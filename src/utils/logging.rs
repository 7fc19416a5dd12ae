// src/utils/logging.rs
use tracing_subscriber::{fmt, EnvFilter};

/// Sets up the logging framework using tracing_subscriber.
/// `RUST_LOG` wins when set; otherwise "info", or "debug" with `verbose`.
/// Logs go to stderr so the panel path and summary can be piped separately.
pub fn setup_logging(verbose: bool) {
    let default_level = if verbose { "debug" } else { "info" };
    let filter = EnvFilter::try_from_default_env().unwrap_or_else(|_| EnvFilter::new(default_level));

    fmt()
        .with_env_filter(filter)
        .with_target(false)
        .with_writer(std::io::stderr)
        .init();

    tracing::debug!("Logging setup complete.");
}
// src/extractors/section.rs

// --- Imports ---
use once_cell::sync::Lazy;
use regex::{Match, Regex};

pub const EXTRACTION_METHOD_VERSION: &str = "v1";

// --- Regex Patterns for Text Matching (Lazy Static) ---

/// Start/end boundaries of one 10-K item. Kept as data so the patterns can be
/// tuned and tested apart from the selection procedure.
#[derive(Debug)]
pub struct SectionPatterns {
    pub label: &'static str,
    pub start: Regex,
    pub end: Regex,
}

// "Item 1A" with optional punctuation and optional "Risk Factors".
// Ends at Item 1B, Item 2, or Part II.
pub static ITEM_1A_PATTERNS: Lazy<SectionPatterns> = Lazy::new(|| SectionPatterns {
    label: "Item 1A",
    start: Regex::new(r"(?is)\bitem\s*1a\b\s*[\.\-:–—]?\s*(?:risk\s*factors)?\b")
        .expect("Failed to compile Item 1A start pattern"),
    end: Regex::new(r"(?is)\bitem\s*1b\b|\bitem\s*2\b|\bpart\s*ii\b")
        .expect("Failed to compile Item 1A end pattern"),
});

// "Item 7" with optional "Management's Discussion and Analysis". Ends at Item 7A or Item 8.
pub static ITEM_7_PATTERNS: Lazy<SectionPatterns> = Lazy::new(|| SectionPatterns {
    label: "Item 7",
    start: Regex::new(r"(?is)\bitem\s*7\b\s*[\.\-:–—]?\s*(?:management[’']?s\s*discussion\s*and\s*analysis)?\b")
        .expect("Failed to compile Item 7 start pattern"),
    end: Regex::new(r"(?is)\bitem\s*7a\b|\bitem\s*8\b")
        .expect("Failed to compile Item 7 end pattern"),
});

pub(crate) static TOC_PHRASE_RE: Lazy<Regex> =
    Lazy::new(|| Regex::new(r"(?is)table\s+of\s+contents").expect("Failed to compile TOC phrase pattern"));

// Any "Item N" / "Item NX" label; a dense cluster of these is what a TOC looks like.
static ITEM_HEADING_ANY_RE: Lazy<Regex> =
    Lazy::new(|| Regex::new(r"(?is)\bitem\s*\d+\s*[a-z]?\b").expect("Failed to compile item heading pattern"));

// --- Heuristic thresholds ---

/// Table-of-contents heuristics. The defaults are empirical; distances are in bytes
/// of normalized text.
#[derive(Debug, Clone, Copy, PartialEq, Eq)]
pub struct TocHeuristics {
    /// A start is "early" below `min(early_cap_chars, len / early_divisor)`.
    pub early_cap_chars: usize,
    pub early_divisor: usize,
    /// Early starts with "table of contents" within this radius are TOC.
    pub phrase_radius: usize,
    /// Early starts with at least `density_threshold` item labels within this radius are TOC.
    pub density_radius: usize,
    pub density_threshold: usize,
    /// Any start with more than `leader_dot_threshold` dots within this radius is TOC.
    pub leader_radius: usize,
    pub leader_dot_threshold: usize,
    /// Shortest start-to-end span accepted for a non-fallback candidate.
    pub min_span_chars: usize,
}

impl Default for TocHeuristics {
    fn default() -> Self {
        Self {
            early_cap_chars: 25_000,
            early_divisor: 8,
            phrase_radius: 3_000,
            density_radius: 4_000,
            density_threshold: 6,
            leader_radius: 2_500,
            leader_dot_threshold: 300,
            min_span_chars: 500,
        }
    }
}

// --- Data Structures ---
#[derive(Debug, Clone, Default, PartialEq, Eq)]
pub struct ExtractedSection {
    pub text: String,
    pub found: bool,
    pub word_count: usize,
    /// Some candidate heading was rejected as a table-of-contents entry.
    pub likely_toc_hit: bool,
}

impl ExtractedSection {
    fn not_found(likely_toc_hit: bool) -> Self {
        Self {
            likely_toc_hit,
            ..Self::default()
        }
    }

    /// Found and long enough to be kept in the panel.
    pub fn passes_quality(&self, min_word_count: usize) -> bool {
        self.found && self.word_count >= min_word_count
    }
}

#[derive(Debug, Clone, PartialEq, Eq)]
pub struct ExtractedSections {
    pub item_1a: ExtractedSection,
    /// Only populated when Item 7 was requested.
    pub item_7: Option<ExtractedSection>,
    pub method_version: &'static str,
}

// --- Main Extractor Structure ---
#[derive(Debug, Clone, Default)]
pub struct SectionExtractor {
    heuristics: TocHeuristics,
}

impl SectionExtractor {
    pub fn with_heuristics(heuristics: TocHeuristics) -> Self {
        Self { heuristics }
    }

    /// Extracts Item 1A (Risk Factors) and, if asked, Item 7 (MD&A) from normalized text.
    pub fn extract(&self, cleaned_text: &str, extract_item7: bool) -> ExtractedSections {
        let item_1a = self.extract_section(cleaned_text, &ITEM_1A_PATTERNS);
        let item_7 = extract_item7.then(|| self.extract_section(cleaned_text, &ITEM_7_PATTERNS));

        ExtractedSections {
            item_1a,
            item_7,
            method_version: EXTRACTION_METHOD_VERSION,
        }
    }

    /// Candidate enumeration, TOC filter, then accept-or-fallback.
    pub fn extract_section(&self, text: &str, patterns: &SectionPatterns) -> ExtractedSection {
        if text.trim().is_empty() {
            return ExtractedSection::not_found(false);
        }

        let starts: Vec<Match> = patterns.start.find_iter(text).collect();
        if starts.is_empty() {
            tracing::debug!("No '{}' heading found", patterns.label);
            return ExtractedSection::not_found(false);
        }

        let mut likely_toc_hit = false;
        let mut chosen: Option<(usize, usize)> = None;

        for start in &starts {
            if self.is_likely_toc_start(text, start.start()) {
                tracing::trace!("Skipping '{}' at {} - likely in ToC", patterns.label, start.start());
                likely_toc_hit = true;
                continue;
            }

            let Some(end) = patterns.end.find_at(text, start.end()) else {
                continue;
            };
            if end.start() <= start.start() {
                continue;
            }
            // A passing mention ("see Item 1A") is usually followed closely by another label.
            if end.start() - start.start() < self.heuristics.min_span_chars {
                tracing::trace!(
                    "Skipping '{}' at {} - span of {} bytes too short",
                    patterns.label,
                    start.start(),
                    end.start() - start.start()
                );
                continue;
            }

            chosen = Some((start.start(), end.start()));
            break;
        }

        let (begin, finish) = match chosen {
            Some(bounds) => bounds,
            None => {
                // The body heading is usually the last occurrence, even when the heuristics misfire.
                let Some(last) = starts.last() else {
                    return ExtractedSection::not_found(likely_toc_hit);
                };
                match patterns.end.find_at(text, last.end()) {
                    Some(end) if end.start() > last.start() => {
                        tracing::debug!(
                            "Falling back to last '{}' heading at {} of {}",
                            patterns.label,
                            last.start(),
                            starts.len()
                        );
                        (last.start(), end.start())
                    }
                    _ => {
                        tracing::debug!("No end marker after last '{}' heading", patterns.label);
                        return ExtractedSection::not_found(likely_toc_hit);
                    }
                }
            }
        };

        let section = collapse_whitespace(&text[begin..finish]);
        if section.is_empty() {
            return ExtractedSection::not_found(likely_toc_hit);
        }

        let word_count = count_words(&section);
        tracing::debug!(
            "Extracted '{}' from {}..{} ({} words, toc hit: {})",
            patterns.label,
            begin,
            finish,
            word_count,
            likely_toc_hit
        );

        ExtractedSection {
            text: section,
            found: true,
            word_count,
            likely_toc_hit,
        }
    }

    /// Checks whether a heading at `start_index` is likely a table-of-contents entry.
    pub fn is_likely_toc_start(&self, text: &str, start_index: usize) -> bool {
        let h = &self.heuristics;

        // Heuristic 1: early in the document and near a TOC marker or a cluster of item labels
        let early_cap = h.early_cap_chars.min(text.len() / h.early_divisor.max(1));
        if start_index < early_cap {
            if TOC_PHRASE_RE.is_match(window(text, start_index, h.phrase_radius)) {
                return true;
            }

            let item_labels = ITEM_HEADING_ANY_RE
                .find_iter(window(text, start_index, h.density_radius))
                .count();
            if item_labels >= h.density_threshold {
                return true;
            }
        }

        // Heuristic 2: dot leaders ("Risk Factors ........ 12") anywhere in the document
        let dots = window(text, start_index, h.leader_radius)
            .bytes()
            .filter(|b| *b == b'.')
            .count();
        dots > h.leader_dot_threshold
    }
}

/// Slice of `text` within `radius` bytes of `center`, widened to char boundaries.
fn window(text: &str, center: usize, radius: usize) -> &str {
    let mut start = center.saturating_sub(radius).min(text.len());
    while !text.is_char_boundary(start) {
        start -= 1;
    }
    let mut end = center.saturating_add(radius).min(text.len());
    while !text.is_char_boundary(end) {
        end += 1;
    }
    &text[start..end]
}

fn collapse_whitespace(s: &str) -> String {
    s.split_whitespace().collect::<Vec<_>>().join(" ")
}

pub fn count_words(text: &str) -> usize {
    text.split_whitespace().count()
}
========================================================================
Exercise description: Lines from the top of the data above through the line containing "wins when set;" must be repeated exactly. All other lines stay out.

Exercise output:
filename src/utils/logging.rs
repository 7fc19416a5dd12ae
// src/utils/logging.rs
use tracing_subscriber::{fmt, EnvFilter};

/// Sets up the logging framework using tracing_subscriber.
/// `RUST_LOG` wins when set; otherwise "info", or "debug" with `verbose`.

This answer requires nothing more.